Sept 15, 2020 - This event has already taken place

2 ET / 1 CT / 12 MT / 11 PT (1.25 hr duration)

Click to view or download the webinar recording (MP4 Video 346.1MB Sep15 20).

Speakers

Katina Michael, Professor at Arizona State University and Founding Editor-in-Chief of IEEE Transactions on Technology and Society

Richard Pitt, Associate Professor of Sociology at the University of California San Diego

Overview

Humanistic Knowledge includes attributes that provide a learner with a vision and narrative of the self within social contexts, scaling from local to global. In this webinar, we will explore how our complex identities shape the decision to study STEM (or not), the place of ethics in STEM education in a complexifying world, and the challenges of infusing humanistic considerations into formal STEM curricula.

Meet the Speakers

Katina Michael, Ph.D.

Professor at Arizona State University and Founding Editor-in-Chief of IEEE Transactions on Technology and Society

Katina Michael is a professor at Arizona State University, holding a joint appointment in the School for the Future of Innovation in Society and School of Computing, Informatics and Decisions Systems Engineering. She is also the director of the Society Policy Engineering Collective (SPEC) and the Founding Editor-in-Chief of the IEEE Transactions on Technology and Society. Katina is a senior member of the IEEE and a Public Interest Technology advocate who studies the social implications of technology. In the 1990s, Katina was employed as a senior network planner at Nortel Networks and systems analyst at Andersen Consulting and OTIS. More info

Richard N. Pitt, Ph.D.

Associate Professor of Sociology at the University of California San Diego

Richard Pitt is Associate Professor of Sociology at the University of California San Diego. A (sociological) social psychologist by training, his research agenda focuses on the construction, maintenance, and atrophy of social identities, particularly professional and religious ones. He is most interested in "category polluters": people who can stake a claim to a social identity in some conventional ways, but "dirty it up" by not being able to—or trying to—fully embrace all of its conventions.
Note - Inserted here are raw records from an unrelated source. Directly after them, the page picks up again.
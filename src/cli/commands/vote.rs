//! Vote CLI commands.

use anyhow::Result;
use clap::{Args, Subcommand};
use console::style;
use serde::Serialize;
use uuid::Uuid;

use crate::cli::context::AppContext;
use crate::cli::output::{output, team_table, CommandOutput};
use crate::domain::models::{Team, VoteTally};

#[derive(Args, Debug)]
pub struct VoteArgs {
    #[command(subcommand)]
    pub command: VoteCommands,
}

#[derive(Subcommand, Debug)]
pub enum VoteCommands {
    /// Cast a vote; the vote that completes the quorum forms the team
    Cast { problem_id: Uuid, voter_id: Uuid },
    /// Show the vote count and team of a problem
    Status { problem_id: Uuid },
    /// Finish a formation or link-back that failed earlier
    Reconcile { problem_id: Uuid },
}

#[derive(Debug, Serialize)]
pub struct VoteOutput {
    pub tally: VoteTally,
    #[serde(skip_serializing_if = "Option::is_none")]
    pub vote_id: Option<Uuid>,
    /// Team formed or found by this command
    #[serde(skip_serializing_if = "Option::is_none")]
    pub team: Option<Team>,
}

impl CommandOutput for VoteOutput {
    fn to_human(&self) -> String {
        let tally = &self.tally;
        let mut lines = Vec::new();
        if let Some(vote_id) = self.vote_id {
            lines.push(format!("Vote recorded [{vote_id}]"));
        }
        let state = if tally.is_closed() {
            style("closed").red().to_string()
        } else {
            style(format!("{} more needed", tally.remaining())).green().to_string()
        };
        lines.push(format!("Votes: {}/{} ({state})", tally.votes, tally.quorum));

        match (&self.team, tally.team_id) {
            (Some(team), _) => {
                lines.push(format!("{} {} [{}]", style("Team:").bold(), team.name, team.id));
                lines.push(team_table(team));
            }
            (None, Some(team_id)) => lines.push(format!("Team: {team_id}")),
            (None, None) => {}
        }
        lines.join("\n")
    }
}

pub async fn execute(args: VoteArgs, json_mode: bool) -> Result<()> {
    let ctx = AppContext::load().await?;
    let result = match args.command {
        VoteCommands::Cast { problem_id, voter_id } => {
            let outcome = ctx.formation.cast_vote(problem_id, voter_id).await?;
            VoteOutput {
                tally: outcome.tally,
                vote_id: Some(outcome.vote.id),
                team: outcome.team,
            }
        }
        VoteCommands::Status { problem_id } => VoteOutput {
            tally: ctx.formation.vote_status(problem_id).await?,
            vote_id: None,
            team: None,
        },
        VoteCommands::Reconcile { problem_id } => {
            let team = ctx.formation.reconcile(problem_id).await?;
            VoteOutput {
                tally: ctx.formation.vote_status(problem_id).await?,
                vote_id: None,
                team,
            }
        }
    };
    output(&result, json_mode);
    Ok(())
}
As co-PI of an NSF AGEP Alliance, he is analyzing the atrophy of commitment to faculty careers among STEM postdoctoral fellows. His team focuses on points of incoherence between one's important personal identities (e.g., Black person, wife, Christian) and academic-scientist identities (i.e., R1 and PUI STEM faculty), intersections of identity that impact persistence in and attrition from STEM careers in the academy.